Tuesday, December 2, 2008

A word...

A break from the cartoonage to voice an opinion about politics again. Don't worry-this one will be relatively benign.

With my great love of all things political, I'm constantly fascinated by the elements that draw people to vote for others. Sometimes it's admiration, but most of the time it's popularity of some kind of ability to relate to and/or trust the person you're voting for. And sometimes it's none of the above.

Political messages require an effective communicator who can either make a convincing argument for why following their plan will be in your best interest, or who can completely obscure their beliefs to the point you don't have the slightest idea what you believe, but you feel warm and fuzzy inside.

So there has been much talk in the last month from pundits who argue that the GOP needs to find its next Reagan-someone who can make a great argument for their beliefs and convince voters accordingly. That's undoubtably true, but here's the thing: why do we require people to talk us into things?

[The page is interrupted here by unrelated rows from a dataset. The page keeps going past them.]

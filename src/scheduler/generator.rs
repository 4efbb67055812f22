//! Monthly roster generator.
//!
//! Runs the pipeline stages in order:
//!
//! 1. Partition the month into global weeks.
//! 2. Assign weekly shifts (alternating, seeded from tail state).
//! 3. Distribute one off-day per employee per week.
//! 4. Resolve daily symbols.
//!
//! Pure and deterministic: identical inputs (including roster order)
//! produce identical rows in identical order.

use serde::Serialize;
use tracing::{debug, info};

use super::{
    assign_weekly_shifts, build_daily_rows, distribute_off_days, EmployeeWeeklyShift,
    MissingOffDay, ShiftCounts, WeeklyOffAssignment,
};
use crate::error::RosterResult;
use crate::models::{
    CoverageSettings, Employee, GeneratorConfig, MonthCalendar, MonthSchedule,
    PreviousMonthState, VacationSet, WeekPartitioner,
};

/// Input container for one generation run.
#[derive(Debug, Clone)]
pub struct GenerationInput {
    /// Roster in its stable total order.
    pub employees: Vec<Employee>,
    /// Coverage targets. `None` = generator default.
    pub coverage: Option<CoverageSettings>,
    /// Exact vacation days.
    pub vacations: VacationSet,
    /// Tail shifts of the previous month.
    pub previous: PreviousMonthState,
    pub year: i32,
    /// 1-12.
    pub month: u32,
}

impl GenerationInput {
    /// Creates an input for `year`-`month` with an empty roster.
    pub fn new(year: i32, month: u32) -> Self {
        Self {
            employees: Vec::new(),
            coverage: None,
            vacations: VacationSet::new(),
            previous: PreviousMonthState::new(),
            year,
            month,
        }
    }

    /// Sets the roster.
    pub fn with_employees(mut self, employees: Vec<Employee>) -> Self {
        self.employees = employees;
        self
    }

    /// Sets coverage targets.
    pub fn with_coverage(mut self, coverage: CoverageSettings) -> Self {
        self.coverage = Some(coverage);
        self
    }

    /// Sets vacation days.
    pub fn with_vacations(mut self, vacations: VacationSet) -> Self {
        self.vacations = vacations;
        self
    }

    /// Sets previous-month tail state.
    pub fn with_previous(mut self, previous: PreviousMonthState) -> Self {
        self.previous = previous;
        self
    }
}

/// Observability summary of one run.
#[derive(Debug, Clone, PartialEq, Serialize)]
#[serde(rename_all = "camelCase")]
pub struct DebugInfo {
    pub total_employees: usize,
    pub coverage_morning: usize,
    pub coverage_evening: usize,
    pub weeks_in_month: usize,
    /// Vacation days falling inside the target month.
    pub vacation_days_loaded: usize,
    pub same_week_as_prev: bool,
    pub weekly_counts: Vec<ShiftCounts>,
    pub missing_off_days: Vec<MissingOffDay>,
}

/// Result of one run.
#[derive(Debug, Clone)]
pub struct GenerationOutput {
    pub schedule: MonthSchedule,
    pub weekly_shifts: EmployeeWeeklyShift,
    pub weekly_offs: WeeklyOffAssignment,
    pub debug_info: DebugInfo,
}

/// Deterministic monthly roster generator.
///
/// # Example
///
/// ```
/// use shift_roster::models::{Employee, GeneratorConfig};
/// use shift_roster::scheduler::{GenerationInput, RosterGenerator};
///
/// let employees = vec![Employee::new("E1", "Amal"), Employee::new("E2", "Badr")];
/// let input = GenerationInput::new(2024, 6).with_employees(employees);
///
/// let generator = RosterGenerator::new(GeneratorConfig::default());
/// let output = generator.generate(&input).unwrap();
/// assert_eq!(output.schedule.row_count(), 2 * 30);
/// ```
#[derive(Debug, Clone)]
pub struct RosterGenerator {
    config: GeneratorConfig,
    partitioner: WeekPartitioner,
}

impl RosterGenerator {
    /// Creates a generator.
    pub fn new(config: GeneratorConfig) -> Self {
        let partitioner = WeekPartitioner::new(config.epoch);
        Self {
            config,
            partitioner,
        }
    }

    /// The generator's configuration.
    pub fn config(&self) -> &GeneratorConfig {
        &self.config
    }

    /// The generator's week partitioner.
    pub fn partitioner(&self) -> &WeekPartitioner {
        &self.partitioner
    }

    /// Generates the month.
    ///
    /// # Errors
    /// [`crate::RosterError::InvalidMonth`] for a month outside 1..=12.
    pub fn generate(&self, input: &GenerationInput) -> RosterResult<GenerationOutput> {
        let calendar = MonthCalendar::new(input.year, input.month, &self.partitioner)?;
        let coverage = input.coverage.unwrap_or(self.config.default_coverage);
        let same_week_as_prev = calendar.same_week_as_previous_month();

        info!(
            year = input.year,
            month = input.month,
            employees = input.employees.len(),
            with_history = input.previous.len(),
            "generating roster"
        );

        let plan = assign_weekly_shifts(
            &input.employees,
            &input.previous,
            coverage,
            &calendar.weeks,
            same_week_as_prev,
        );

        let off_plan = distribute_off_days(
            &input.employees,
            &plan.shifts,
            &calendar,
            self.config.pinned_saturday_employee.as_deref(),
        );

        let mut vacations = input.vacations.clone();
        vacations.retain(|d| calendar.contains(d));

        let schedule = build_daily_rows(
            &input.employees,
            &calendar,
            &vacations,
            &off_plan.offs,
            &plan.shifts,
        );

        let debug_info = DebugInfo {
            total_employees: input.employees.len(),
            coverage_morning: coverage.coverage_morning,
            coverage_evening: coverage.coverage_evening,
            weeks_in_month: calendar.weeks.len(),
            vacation_days_loaded: vacations.len(),
            same_week_as_prev,
            weekly_counts: plan.counts,
            missing_off_days: off_plan.missing,
        };
        debug!(?debug_info, "roster generated");

        Ok(GenerationOutput {
            schedule,
            weekly_shifts: plan.shifts,
            weekly_offs: off_plan.offs,
            debug_info,
        })
    }
}

impl Default for RosterGenerator {
    fn default() -> Self {
        Self::new(GeneratorConfig::default())
    }
}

For example, would you buy a fridge just because a really good salesman talked you into it? Shouldn't you do your homework and arrive fully informed so you can make your own independent choice regardless of the messenger/communicator? Now I can understand it's important for a candidate to be able to effectively elucidate what their beliefs are and how they would intend to apply them to solve the various problems. But as long as they've enumerated those beliefs somewhere-say, on their website, or whatever-shouldn't it not matter how cool or handsome they are?

Let's put it this way. Would you rather have a competent accountant or one who looks really cool but who may or may not know a single thing about accounting?

6 comments:

Hillary said...

I apply this theory to Prop 8. Everyone who was against Prop 8 is protesting the LDS church. It wasn't the fancy ads that swayed people to vote for the proposition. Were there even fancy ads? The last time I checked, no one forced anyone's hand in the voting booth. People have beliefs of their own and regardless of the messenger, they had already formed their opinion and to vote one way or the other. It's just funny how they will form an opinion or research one thing, but not on anything else. i.e. foreign policy, defense, what "tax cut" really means when everything else is stripped away....

...and the list goes on and on.

Jessica said...

I agree with you. People should study stuff out first before they vote and yes, I would rather have a competent accountant than a good looking one. I have to admit though, I have been known to stand in the voting booth and vote for people's whose names I think sound the most interesting. Is that bad?

Shannon said...

Bad Jessica! Very bad!

Jessica said...

Well then, I will be repenting of that.

Carlee Hoopes said...

I agree 100% with you. In fact, Kory and I have had this exact discussion many times. I just wonder why so many people are so easily swayed by fancy rhetoric, despite the policies that the candidate stands behind.

Hillary said...

You had more readers when you had pictures of Obama on a unicorn - I think that needs to return.